Bij akte van uitreiking van 10 november 2020 is de beschikking aan klager in persoon uitgereikt. De termijn voor het indien van een met redenen omkleed bezwaarschrift verliep derhalve op 24 november 2020.
3.3.
Het Hof stelt vast dat de raadsman op 17 november 2020 een pro forma bezwaarschrift heeft ingediend. In het bezwaarschrift is gesteld dat de gronden binnen redelijke termijn alsnog zouden worden ingediend. Op 25 november 2020 is een aanvullend bezwaarschrift, inhoudende de gronden voor het bezwaar, ter griffie ingediend.
3.4.
Voorop gesteld moet worden dat de wet geen wettelijke grondslag biedt voor het indienen van een pro forma bezwaarschrift om de termijn te sauveren.
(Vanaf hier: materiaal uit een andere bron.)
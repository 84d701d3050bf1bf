// crates/countrydb-core/src/view.rs

//! Display strings for a country detail view.
//!
//! Every field is a ready-to-render string; absent data is replaced by
//! fixed fallback text.

use crate::index::path_for;
use crate::model::CountryRecord;
use crate::text::group_thousands;
use serde::Serialize;
use std::fmt;

pub const NO_NATIVE_NAME: &str = "No native name";
pub const NO_CAPITAL: &str = "No capital";
pub const NO_CURRENCY: &str = "No currency";
pub const NO_DOMAIN: &str = "No domain";
pub const NO_LANGUAGES: &str = "No languages";
pub const NO_BORDERS: &str = "No bordering countries";
pub const UNKNOWN_POPULATION: &str = "Unknown";
pub const DEFAULT_FLAG_ALT: &str = "Country flag";

/// A bordering country as shown in the view, with its navigation path.
#[derive(Debug, Clone, PartialEq, Eq, Serialize)]
pub struct BorderLink {
    pub name: String,
    pub path: String,
}

impl BorderLink {
    pub fn new(name: impl Into<String>) -> Self {
        let name = name.into();
        let path = path_for(&name);
        Self { name, path }
    }
}

#[derive(Debug, Clone, PartialEq, Eq, Serialize)]
pub struct CountryView {
    pub title: String,
    pub description: String,
    pub official_name: String,
    pub native_name: String,
    pub capital: String,
    pub population: String,
    pub region: String,
    pub subregion: String,
    pub currency: String,
    pub domain: String,
    pub languages: String,
    pub flag_url: String,
    pub flag_alt: String,
    pub border_codes: Vec<String>,
    pub borders: Vec<BorderLink>,
}

impl CountryView {
    /// View with no resolved borders yet; see [`Self::with_borders`].
    pub fn from_record(record: &CountryRecord) -> Self {
        let common = record.common_name().to_string();
        let languages = record.languages();

        Self {
            description: format!("A handful of information about the country {common}."),
            title: common,
            official_name: record.official_name().to_string(),
            native_name: record
                .native_name()
                .filter(|n| !n.is_empty())
                .unwrap_or(NO_NATIVE_NAME)
                .to_string(),
            capital: if record.capitals().is_empty() {
                NO_CAPITAL.to_string()
            } else {
                record.capitals().join(", ")
            },
            population: record
                .population
                .map(group_thousands)
                .unwrap_or_else(|| UNKNOWN_POPULATION.to_string()),
            region: record.region.clone(),
            subregion: record.subregion.clone(),
            currency: record
                .currency()
                .filter(|c| !c.is_empty())
                .unwrap_or(NO_CURRENCY)
                .to_string(),
            domain: record.domain().unwrap_or(NO_DOMAIN).to_string(),
            languages: if languages.is_empty() {
                NO_LANGUAGES.to_string()
            } else {
                languages.join(", ")
            },
            flag_url: record.flags.png.clone(),
            flag_alt: record
                .flags
                .alt
                .as_deref()
                .filter(|a| !a.is_empty())
                .unwrap_or(DEFAULT_FLAG_ALT)
                .to_string(),
            border_codes: record.borders.clone(),
            borders: Vec::new(),
        }
    }

    /// Replace the resolved border list.
    pub fn with_borders<I, S>(mut self, names: I) -> Self
    where
        I: IntoIterator<Item = S>,
        S: Into<String>,
    {
        self.borders = names.into_iter().map(BorderLink::new).collect();
        self
    }

    pub fn borders_text(&self) -> String {
        if self.borders.is_empty() {
            NO_BORDERS.to_string()
        } else {
            self.borders
                .iter()
                .map(|b| b.name.as_str())
                .collect::<Vec<_>>()
                .join(", ")
        }
    }
}

impl fmt::Display for CountryView {
    fn fmt(&self, f: &mut fmt::Formatter<'_>) -> fmt::Result {
        writeln!(f, "{}", self.title)?;
        writeln!(f, "Native Name: {}", self.native_name)?;
        writeln!(f, "Capital: {}", self.capital)?;
        writeln!(f, "Population: {}", self.population)?;
        writeln!(f, "Region: {}", self.region)?;
        writeln!(f, "Sub Region: {}", self.subregion)?;
        writeln!(f, "Currency: {}", self.currency)?;
        writeln!(f, "Domain: {}", self.domain)?;
        writeln!(f, "Languages: {}", self.languages)?;
        writeln!(f, "Flag: {} ({})", self.flag_url, self.flag_alt)?;
        if self.borders.is_empty() && !self.border_codes.is_empty() {
            // names not resolved yet
            write!(f, "Bordering Countries:")
        } else {
            write!(f, "Bordering Countries: {}", self.borders_text())
        }
    }
}
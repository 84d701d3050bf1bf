// crates/countrydb-core/tests/common/mod.rs
#![allow(dead_code)]

use countrydb_core::model::{CountryRecord, CountrySummary};
use countrydb_core::{CountryApi, CountryError, Result};
use std::collections::HashMap;
use std::sync::atomic::{AtomicUsize, Ordering};
use std::sync::{Arc, Mutex};
use tokio::sync::Notify;

#[derive(Debug, Clone, PartialEq, Eq)]
pub enum Event {
    Started(String),
    Finished(String),
}

/// Border-name API answering from a table. Codes missing from the table
/// fail; held codes block until released.
#[derive(Default)]
pub struct ScriptedApi {
    names: HashMap<String, String>,
    gates: Mutex<HashMap<String, Arc<Notify>>>,
    events: Mutex<Vec<Event>>,
    in_flight: AtomicUsize,
    max_in_flight: AtomicUsize,
}

impl ScriptedApi {
    pub fn new(entries: &[(&str, &str)]) -> Self {
        Self {
            names: entries
                .iter()
                .map(|(code, name)| (code.to_string(), name.to_string()))
                .collect(),
            ..Default::default()
        }
    }

    /// Block lookups of `code` until [`Self::release`] is called.
    pub fn hold(self, code: &str) -> Self {
        self.gates
            .lock()
            .unwrap()
            .insert(code.to_string(), Arc::new(Notify::new()));
        self
    }

    pub fn release(&self, code: &str) {
        if let Some(gate) = self.gates.lock().unwrap().get(code) {
            gate.notify_one();
        }
    }

    pub fn events(&self) -> Vec<Event> {
        self.events.lock().unwrap().clone()
    }

    pub fn requested(&self) -> Vec<String> {
        self.events()
            .into_iter()
            .filter_map(|e| match e {
                Event::Started(code) => Some(code),
                Event::Finished(_) => None,
            })
            .collect()
    }

    pub fn max_in_flight(&self) -> usize {
        self.max_in_flight.load(Ordering::SeqCst)
    }

    /// Yields until `code` has been requested.
    pub async fn wait_for_request(&self, code: &str) {
        while !self.requested().iter().any(|c| c == code) {
            tokio::task::yield_now().await;
        }
    }
}

impl CountryApi for ScriptedApi {
    async fn list_countries(&self) -> Result<Vec<CountrySummary>> {
        Ok(Vec::new())
    }

    async fn fetch_by_name(&self, name: &str) -> Result<Vec<CountryRecord>> {
        Err(CountryError::NotFound(name.to_string()))
    }

    async fn fetch_name_by_code(&self, code: &str) -> Result<String> {
        self.events
            .lock()
            .unwrap()
            .push(Event::Started(code.to_string()));
        let now = self.in_flight.fetch_add(1, Ordering::SeqCst) + 1;
        self.max_in_flight.fetch_max(now, Ordering::SeqCst);

        let gate = self.gates.lock().unwrap().get(code).cloned();
        if let Some(gate) = gate {
            gate.notified().await;
        }
        tokio::task::yield_now().await;

        self.in_flight.fetch_sub(1, Ordering::SeqCst);
        self.events
            .lock()
            .unwrap()
            .push(Event::Finished(code.to_string()));
        self.names
            .get(code)
            .cloned()
            .ok_or_else(|| CountryError::InvalidData(format!("malformed response for {code}")))
    }
}
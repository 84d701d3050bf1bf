// crates/countrydb-core/src/loader.rs

//! # Country Detail Loader
//!
//! Enumerates valid identifiers (done once, ahead of any view) and fetches
//! the full record behind one detail view.

use crate::client::CountryApi;
use crate::error::Result;
use crate::index::CountryIndex;
use crate::model::CountryRecord;
use crate::text::equals_folded;

/// Outcome of a detail fetch.
///
/// A missing country is a value, not an error, so a caller can render a
/// "page not found" state.
#[derive(Debug, Clone, PartialEq, Eq)]
pub enum Lookup {
    Found(CountryRecord),
    NotFound,
}

impl Lookup {
    pub fn is_found(&self) -> bool {
        matches!(self, Lookup::Found(_))
    }

    pub fn found(self) -> Option<CountryRecord> {
        match self {
            Lookup::Found(record) => Some(record),
            Lookup::NotFound => None,
        }
    }
}

impl From<Option<CountryRecord>> for Lookup {
    fn from(record: Option<CountryRecord>) -> Self {
        record.map_or(Lookup::NotFound, Lookup::Found)
    }
}

#[derive(Debug, Clone)]
pub struct CountryLoader<A> {
    api: A,
}

impl<A: CountryApi> CountryLoader<A> {
    pub fn new(api: A) -> Self {
        Self { api }
    }

    pub fn api(&self) -> &A {
        &self.api
    }

    /// Common names of every country the service knows, in service order.
    ///
    /// Unlike detail fetches this propagates failures: without the list no
    /// path can be generated.
    pub async fn list_all_country_identifiers(&self) -> Result<Vec<String>> {
        let summaries = self.api.list_countries().await?;
        let identifiers: Vec<String> = summaries
            .into_iter()
            .map(|s| s.name.common)
            .filter(|name| !name.trim().is_empty())
            .collect();
        tracing::info!(count = identifiers.len(), "enumerated country identifiers");
        Ok(identifiers)
    }

    pub async fn build_index(&self) -> Result<CountryIndex> {
        Ok(CountryIndex::from_identifiers(
            self.list_all_country_identifiers().await?,
        ))
    }

    /// Fetch the record for `identifier` (a common name).
    ///
    /// Transport and decode failures are logged and reported as
    /// [`Lookup::NotFound`]. When the service returns several partial
    /// matches, the one whose common name equals `identifier` wins.
    pub async fn fetch_country_by_identifier(&self, identifier: &str) -> Lookup {
        let identifier = identifier.trim();
        if identifier.is_empty() {
            return Lookup::NotFound;
        }

        match self.api.fetch_by_name(identifier).await {
            Ok(records) => pick_record(records, identifier).into(),
            Err(e) if e.is_not_found() => {
                tracing::debug!(identifier, "no country matches");
                Lookup::NotFound
            }
            Err(e) => {
                tracing::warn!(identifier, error = %e, "country fetch failed");
                Lookup::NotFound
            }
        }
    }

    /// Like [`Self::fetch_country_by_identifier`], but identifiers absent
    /// from `index` are not-found without a request.
    pub async fn fetch_indexed(&self, index: &CountryIndex, query: &str) -> Lookup {
        match index.resolve(query) {
            Some(identifier) => self.fetch_country_by_identifier(identifier).await,
            None => {
                tracing::debug!(query, "identifier not in index");
                Lookup::NotFound
            }
        }
    }
}

fn pick_record(records: Vec<CountryRecord>, identifier: &str) -> Option<CountryRecord> {
    let exact = records
        .iter()
        .position(|r| equals_folded(r.common_name(), identifier))
        .unwrap_or(0);
    records.into_iter().nth(exact)
}
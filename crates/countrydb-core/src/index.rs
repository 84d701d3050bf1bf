// crates/countrydb-core/src/index.rs

//! # Path index
//!
//! The set of valid country identifiers, enumerated once up front, and the
//! navigation paths derived from them. Identifiers are common names; lookups
//! are accent- and case-insensitive via [`fold_key`].

use crate::text::fold_key;
use std::collections::BTreeMap;

/// Route prefix of a country detail view.
pub const COUNTRY_ROUTE: &str = "/countries";

/// Navigation path of a country's detail view.
///
/// ```rust
/// use countrydb_core::index::path_for;
///
/// assert_eq!(path_for("Germany"), "/countries/Germany");
/// ```
pub fn path_for(common_name: &str) -> String {
    format!("{COUNTRY_ROUTE}/{common_name}")
}

/// Sorted, de-duplicated identifier set.
#[derive(Debug, Clone, Default)]
pub struct CountryIndex {
    /// folded key -> canonical identifier
    by_key: BTreeMap<String, String>,
}

impl CountryIndex {
    /// Build from raw identifiers; blank entries are dropped and the first
    /// spelling of a folded duplicate wins.
    pub fn from_identifiers<I, S>(identifiers: I) -> Self
    where
        I: IntoIterator<Item = S>,
        S: Into<String>,
    {
        let mut by_key = BTreeMap::new();
        for id in identifiers {
            let id: String = id.into();
            let key = fold_key(&id);
            if key.is_empty() {
                continue;
            }
            by_key.entry(key).or_insert_with(|| id.trim().to_string());
        }
        Self { by_key }
    }

    pub fn len(&self) -> usize {
        self.by_key.len()
    }

    pub fn is_empty(&self) -> bool {
        self.by_key.is_empty()
    }

    /// Canonical identifier matching `query`, if any.
    pub fn resolve(&self, query: &str) -> Option<&str> {
        self.by_key.get(&fold_key(query)).map(String::as_str)
    }

    pub fn contains(&self, query: &str) -> bool {
        self.resolve(query).is_some()
    }

    /// Identifiers in folded-key order.
    pub fn identifiers(&self) -> impl Iterator<Item = &str> {
        self.by_key.values().map(String::as_str)
    }

    /// One detail-view path per identifier.
    pub fn paths(&self) -> impl Iterator<Item = String> + '_ {
        self.identifiers().map(path_for)
    }
}
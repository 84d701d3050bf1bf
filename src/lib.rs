//! countrydb-rs
//! ============
//!
//! Workspace facade. Re-exports [`countrydb_core`] so the demos under
//! `demos/` can be run from the workspace root:
//!
//! ```text
//! cargo run --example basic_usage
//! cargo run --example error_handling
//! ```

pub use countrydb_core::*;
// crates/countrydb-core/src/model/record.rs
use super::raw::{lenient_population, null_as_default};
use serde::{Deserialize, Serialize};
use std::collections::BTreeMap;

/// Names of a country, as returned under the `name` field.
#[derive(Debug, Clone, Default, PartialEq, Eq, Serialize, Deserialize)]
pub struct CountryName {
    pub common: String,
    #[serde(default, deserialize_with = "null_as_default")]
    pub official: String,
    /// Localized names keyed by locale tag (`"deu"`, `"fra"`, ...).
    /// Ordered by key so the "first" native name is deterministic.
    #[serde(
        rename = "nativeName",
        default,
        deserialize_with = "null_as_default"
    )]
    pub native_name: BTreeMap<String, NativeName>,
}

/// One localized variant of a country's name.
#[derive(Debug, Clone, Default, PartialEq, Eq, Serialize, Deserialize)]
pub struct NativeName {
    #[serde(default, deserialize_with = "null_as_default")]
    pub official: String,
    #[serde(default, deserialize_with = "null_as_default")]
    pub common: String,
}

#[derive(Debug, Clone, Default, PartialEq, Eq, Serialize, Deserialize)]
pub struct Currency {
    #[serde(default, deserialize_with = "null_as_default")]
    pub name: String,
    #[serde(default)]
    pub symbol: Option<String>,
}

/// Flag image references.
#[derive(Debug, Clone, Default, PartialEq, Eq, Serialize, Deserialize)]
pub struct Flags {
    #[serde(default, deserialize_with = "null_as_default")]
    pub png: String,
    #[serde(default, deserialize_with = "null_as_default")]
    pub svg: String,
    #[serde(default)]
    pub alt: Option<String>,
}

/// The full record behind a country detail view.
///
/// Every field except `name.common` is optional on the wire; absent or
/// `null` values decode to empty collections or strings.
#[derive(Debug, Clone, PartialEq, Eq, Serialize, Deserialize)]
pub struct CountryRecord {
    pub name: CountryName,
    #[serde(default)]
    pub cioc: Option<String>,
    #[serde(default, deserialize_with = "null_as_default")]
    pub capital: Vec<String>,
    #[serde(default, deserialize_with = "lenient_population")]
    pub population: Option<u64>,
    #[serde(default, deserialize_with = "null_as_default")]
    pub region: String,
    #[serde(default, deserialize_with = "null_as_default")]
    pub subregion: String,
    #[serde(default, deserialize_with = "null_as_default")]
    pub tld: Vec<String>,
    /// Currency descriptors keyed by ISO 4217 code.
    #[serde(default, deserialize_with = "null_as_default")]
    pub currencies: BTreeMap<String, Currency>,
    /// Language names keyed by ISO 639-3 code.
    #[serde(default, deserialize_with = "null_as_default")]
    pub languages: BTreeMap<String, String>,
    #[serde(default, deserialize_with = "null_as_default")]
    pub flags: Flags,
    /// Alpha-3 codes of neighbouring countries, in service order.
    #[serde(default, deserialize_with = "null_as_default")]
    pub borders: Vec<String>,
}

impl CountryRecord {
    pub fn common_name(&self) -> &str {
        &self.name.common
    }

    pub fn official_name(&self) -> &str {
        &self.name.official
    }

    /// Common form of the native name under the smallest locale tag.
    pub fn native_name(&self) -> Option<&str> {
        self.name
            .native_name
            .values()
            .next()
            .map(|n| n.common.as_str())
    }

    /// Name of the currency under the smallest currency code.
    pub fn currency(&self) -> Option<&str> {
        self.currencies.values().next().map(|c| c.name.as_str())
    }

    /// Language names ordered by language code.
    pub fn languages(&self) -> Vec<&str> {
        self.languages.values().map(String::as_str).collect()
    }

    /// First top-level domain (`.de`).
    pub fn domain(&self) -> Option<&str> {
        self.tld.first().map(String::as_str)
    }

    pub fn capitals(&self) -> &[String] {
        &self.capital
    }

    pub fn has_borders(&self) -> bool {
        !self.borders.is_empty()
    }
}

/// The `name`-only projection used for enumeration and border lookups.
#[derive(Debug, Clone, PartialEq, Eq, Serialize, Deserialize)]
pub struct CountrySummary {
    pub name: CountryName,
}

impl CountrySummary {
    pub fn common_name(&self) -> &str {
        &self.name.common
    }
}
// crates/countrydb-core/src/client.rs

//! # REST client
//!
//! The three call shapes the system makes against the country-data service,
//! behind the [`CountryApi`] trait so the loader and the border resolver can
//! run against a scripted API in tests.

use crate::config::ClientConfig;
use crate::error::{CountryError, Result};
use crate::model::raw::OneOrMany;
use crate::model::{CountryRecord, CountrySummary};
use reqwest::{StatusCode, Url};
use serde::de::DeserializeOwned;
use std::future::Future;

/// `fields` projection for identifier enumeration.
pub const LIST_FIELDS: &str = "name";
/// `fields` projection for a detail record.
pub const DETAIL_FIELDS: &str =
    "name,cioc,capital,borders,region,subregion,tld,currencies,flags,population,languages";
/// `fields` projection for a border-name lookup.
pub const BORDER_FIELDS: &str = "name";

/// Read-only access to the country-data service.
///
/// Futures are `Send` so border runs can be spawned on any tokio runtime.
pub trait CountryApi: Send + Sync {
    /// `GET /all?fields=name`.
    fn list_countries(&self) -> impl Future<Output = Result<Vec<CountrySummary>>> + Send;

    /// `GET /name/{name}?fields=...`. The service matches partially, so more
    /// than one record may come back. A 404 is [`CountryError::NotFound`].
    fn fetch_by_name(&self, name: &str) -> impl Future<Output = Result<Vec<CountryRecord>>> + Send;

    /// `GET /alpha/{code}?fields=name`, reduced to the common name.
    fn fetch_name_by_code(&self, code: &str) -> impl Future<Output = Result<String>> + Send;
}

/// [`CountryApi`] over HTTP with `reqwest`.
///
/// Cheap to clone; clones share one connection pool.
#[derive(Debug, Clone)]
pub struct RestCountriesClient {
    http: reqwest::Client,
    base: Url,
}

impl RestCountriesClient {
    pub fn new(config: ClientConfig) -> Result<Self> {
        let base = Url::parse(&config.base_url)
            .map_err(|e| CountryError::InvalidUrl(format!("{}: {e}", config.base_url)))?;
        if base.cannot_be_a_base() {
            return Err(CountryError::InvalidUrl(config.base_url));
        }

        let mut builder =
            reqwest::Client::builder().user_agent(concat!("countrydb/", env!("CARGO_PKG_VERSION")));
        if let Some(timeout) = config.timeout {
            builder = builder.timeout(timeout);
        }

        Ok(Self {
            http: builder.build()?,
            base,
        })
    }

    pub fn base_url(&self) -> &Url {
        &self.base
    }

    /// `{base}/{segments...}?fields={fields}`, with each segment
    /// percent-encoded (`United States` -> `United%20States`).
    pub fn endpoint(&self, segments: &[&str], fields: &str) -> Url {
        let mut url = self.base.clone();
        // `new` rejects cannot-be-a-base URLs, so path segments are always available.
        if let Ok(mut path) = url.path_segments_mut() {
            path.pop_if_empty().extend(segments);
        }
        url.query_pairs_mut().append_pair("fields", fields);
        url
    }

    async fn get_json<T: DeserializeOwned>(&self, url: Url, subject: &str) -> Result<T> {
        tracing::debug!(%url, "GET");
        let response = self.http.get(url).send().await?;
        if response.status() == StatusCode::NOT_FOUND {
            return Err(CountryError::NotFound(subject.to_string()));
        }
        let body = response.error_for_status()?.bytes().await?;
        Ok(serde_json::from_slice(&body)?)
    }
}

impl CountryApi for RestCountriesClient {
    async fn list_countries(&self) -> Result<Vec<CountrySummary>> {
        let url = self.endpoint(&["all"], LIST_FIELDS);
        self.get_json(url, "all countries").await
    }

    async fn fetch_by_name(&self, name: &str) -> Result<Vec<CountryRecord>> {
        let url = self.endpoint(&["name", name], DETAIL_FIELDS);
        let body: OneOrMany<CountryRecord> = self.get_json(url, name).await?;
        Ok(body.into_vec())
    }

    async fn fetch_name_by_code(&self, code: &str) -> Result<String> {
        let url = self.endpoint(&["alpha", code], BORDER_FIELDS);
        let body: OneOrMany<CountrySummary> = self.get_json(url, code).await?;
        body.into_first()
            .map(|summary| summary.name.common)
            .filter(|common| !common.is_empty())
            .ok_or_else(|| CountryError::InvalidData(format!("no name returned for {code}")))
    }
}
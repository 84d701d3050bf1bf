// crates/countrydb-core/src/prelude.rs
pub use crate::client::{CountryApi, RestCountriesClient};
pub use crate::config::ClientConfig;
pub use crate::error::{CountryError, Result};
pub use crate::index::CountryIndex;
pub use crate::loader::{CountryLoader, Lookup};
pub use crate::model::CountryRecord;
pub use crate::resolver::{resolve_borders, BorderResolver, BorderSnapshot, RunId};
pub use crate::view::CountryView;
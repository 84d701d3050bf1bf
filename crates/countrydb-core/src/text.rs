// crates/countrydb-core/src/text.rs

/// Convert a string into a folded key suitable for identifier comparison.
///
/// Transliterates Unicode to ASCII with `deunicode` (`Åland` -> `Aland`),
/// lowercases, and trims surrounding whitespace.
///
/// ```rust
/// use countrydb_core::text::fold_key;
///
/// assert_eq!(fold_key(" Côte d'Ivoire "), "cote d'ivoire");
/// ```
pub fn fold_key(s: &str) -> String {
    deunicode::deunicode(s.trim()).to_lowercase()
}

/// Equality after [`fold_key`] on both sides.
pub fn equals_folded(a: &str, b: &str) -> bool {
    fold_key(a) == fold_key(b)
}

/// Format an integer with `,` as the thousands separator (`83491249` ->
/// `83,491,249`).
pub fn group_thousands(n: u64) -> String {
    let digits = n.to_string();
    let mut out = String::with_capacity(digits.len() + digits.len() / 3);
    for (i, ch) in digits.chars().enumerate() {
        if i > 0 && (digits.len() - i) % 3 == 0 {
            out.push(',');
        }
        out.push(ch);
    }
    out
}
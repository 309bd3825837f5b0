// src/carrito/mod.rs

// Motor del carrito compartido por compras y ventas
pub mod carrito_structs;
pub mod errores;
pub mod formato;
pub mod lineas;
pub mod totales;
pub mod transaccion;

pub use carrito_structs::{
    Candidato, LineaCarrito, PoliticaFusion, ResultadoAgregar, TasaCambio, TipoLinea,
};
pub use errores::ErrorCarrito;
pub use lineas::Carrito;
pub use totales::{calcular_totales, Totales};
pub use transaccion::{a_dto_creacion, Transaccion};
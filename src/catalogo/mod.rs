// src/catalogo/mod.rs

// Consulta de catálogos y datos de referencia (tasa del día)
pub mod catalogo_router;
// src/gastos/gastos_router.rs

use actix_web::{get, web, HttpResponse};
use serde::Serialize;
use tracing::debug;

use super::gastos_structs::{ConsultaProyeccion, ProyeccionMensual};
use super::proyeccion::proyectar_mes;
use crate::carrito::formato::formatear_usd;
use crate::shared::{AppError, GenericResponse};
use crate::usuarios::AuthenticatedUser;
use crate::AppState;

#[derive(Serialize)]
struct VistaProyeccion {
    #[serde(flatten)]
    proyeccion: ProyeccionMensual,
    total_formateado: String,
}

/// Gastos recurrentes proyectados sobre un mes (`?anio=2026&mes=10`),
/// agrupados por día para el calendario.
#[get("/gastos/proyeccion")]
pub async fn proyeccion_mensual(
    data: web::Data<AppState>,
    consulta: web::Query<ConsultaProyeccion>,
    usuario: AuthenticatedUser,
) -> Result<HttpResponse, AppError> {
    let gastos = data.gastos.listar_gastos(usuario.token()).await?;
    debug!(registros = gastos.len(), anio = consulta.anio, mes = consulta.mes, "proyectando gastos");

    let proyeccion = proyectar_mes(&gastos, consulta.anio, consulta.mes)
        .ok_or_else(|| AppError::Validacion(format!("Mes inválido: {}.", consulta.mes)))?;

    let total_formateado = formatear_usd(&proyeccion.total_usd);
    Ok(HttpResponse::Ok().json(GenericResponse::exito(
        "Proyección de gastos",
        VistaProyeccion {
            proyeccion,
            total_formateado,
        },
    )))
}
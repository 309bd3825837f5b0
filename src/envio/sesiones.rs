// src/envio/sesiones.rs

use std::collections::HashMap;
use std::sync::RwLock;

use tracing::error;

use super::sesion::{EstadoEnvio, SesionTransaccion};
use crate::carrito::{ErrorCarrito, PoliticaFusion, Transaccion};
use crate::shared::AppError;

/// Formularios en curso de un tipo de transacción, uno por usuario.
///
/// Solo viven en memoria. El lock nunca se mantiene durante una llamada
/// al backend. Un formulario vacío e inactivo no ocupa entrada en el mapa.
pub struct Sesiones<T: Transaccion> {
    por_usuario: RwLock<HashMap<i64, SesionTransaccion<T>>>,
    politica: PoliticaFusion,
}

fn envenenado<T: Transaccion>() -> AppError {
    error!(transaccion = T::NOMBRE, "lock de sesiones envenenado");
    AppError::Interno("sesiones no disponibles".to_string())
}

impl<T: Transaccion> Sesiones<T> {
    pub fn new(politica: PoliticaFusion) -> Self {
        Sesiones {
            por_usuario: RwLock::new(HashMap::new()),
            politica,
        }
    }

    /// Ejecuta `f` sobre la sesión del usuario, creándola vacía si no existe.
    /// Si después de `f` la sesión quedó vacía e inactiva, se descarta.
    pub fn con_sesion<R>(
        &self,
        usuario: i64,
        f: impl FnOnce(&mut SesionTransaccion<T>) -> R,
    ) -> Result<R, AppError> {
        let mut mapa = self.por_usuario.write().map_err(|_| envenenado::<T>())?;
        let politica = self.politica;
        let sesion = mapa
            .entry(usuario)
            .or_insert_with(|| SesionTransaccion::new(politica));
        let resultado = f(sesion);

        if sesion.es_descartable() {
            mapa.remove(&usuario);
        }
        Ok(resultado)
    }

    /// Lectura sin crear entradas: un usuario sin sesión ve un formulario vacío.
    pub fn leer<R>(
        &self,
        usuario: i64,
        f: impl FnOnce(&SesionTransaccion<T>) -> R,
    ) -> Result<R, AppError> {
        let mapa = self.por_usuario.read().map_err(|_| envenenado::<T>())?;
        Ok(match mapa.get(&usuario) {
            Some(sesion) => f(sesion),
            None => f(&SesionTransaccion::new(self.politica)),
        })
    }

    /// Falla con `EnvioEnCurso` si el formulario del usuario está enviándose.
    pub fn disponible(&self, usuario: i64) -> Result<(), AppError> {
        if self.leer(usuario, |s| *s.estado() == EstadoEnvio::Enviando)? {
            return Err(ErrorCarrito::EnvioEnCurso.into());
        }
        Ok(())
    }

    /// Cantidad de formularios con contenido o estado pendiente.
    pub fn activas(&self) -> usize {
        self.por_usuario.read().map(|m| m.len()).unwrap_or(0)
    }
}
Evenmin is sprake van een situatie waarin het Hof een dergelijke werkwijze – contra legem - pleegt te gedogen.
3.5.
Nu verder niet is gebleken van andere omstandigheden die tot een verschoonbare termijnoverschrijding kunnen leiden – de raadsman heeft desgevraagd verklaard geen acht te hebben geslagen op de wettelijke termijn bij het indienen van het aanvullend bezwaarschrift – kan klager niet worden ontvangen in het bezwaarschrift.
3.6.
Het voorgaande leidt tot de volgende beslissing.

4.De beslissing

Het Hof:
verklaartklager niet-ontvankelijk in het bezwaar.
Deze beschikking is gegeven op 12 januari 2021 in Curaçao door mrs. S.A. Carmelia, M.J. de Kort en M.C.B. Hubben, leden van het Hof, in tegenwoordigheid van de griffier, mr. B.G. Scheepbouwer, en op 18 januari 2021 op schrift gesteld.
Mr. M.C.B. Hubben is buiten deze beschikking mede te ondertekenen.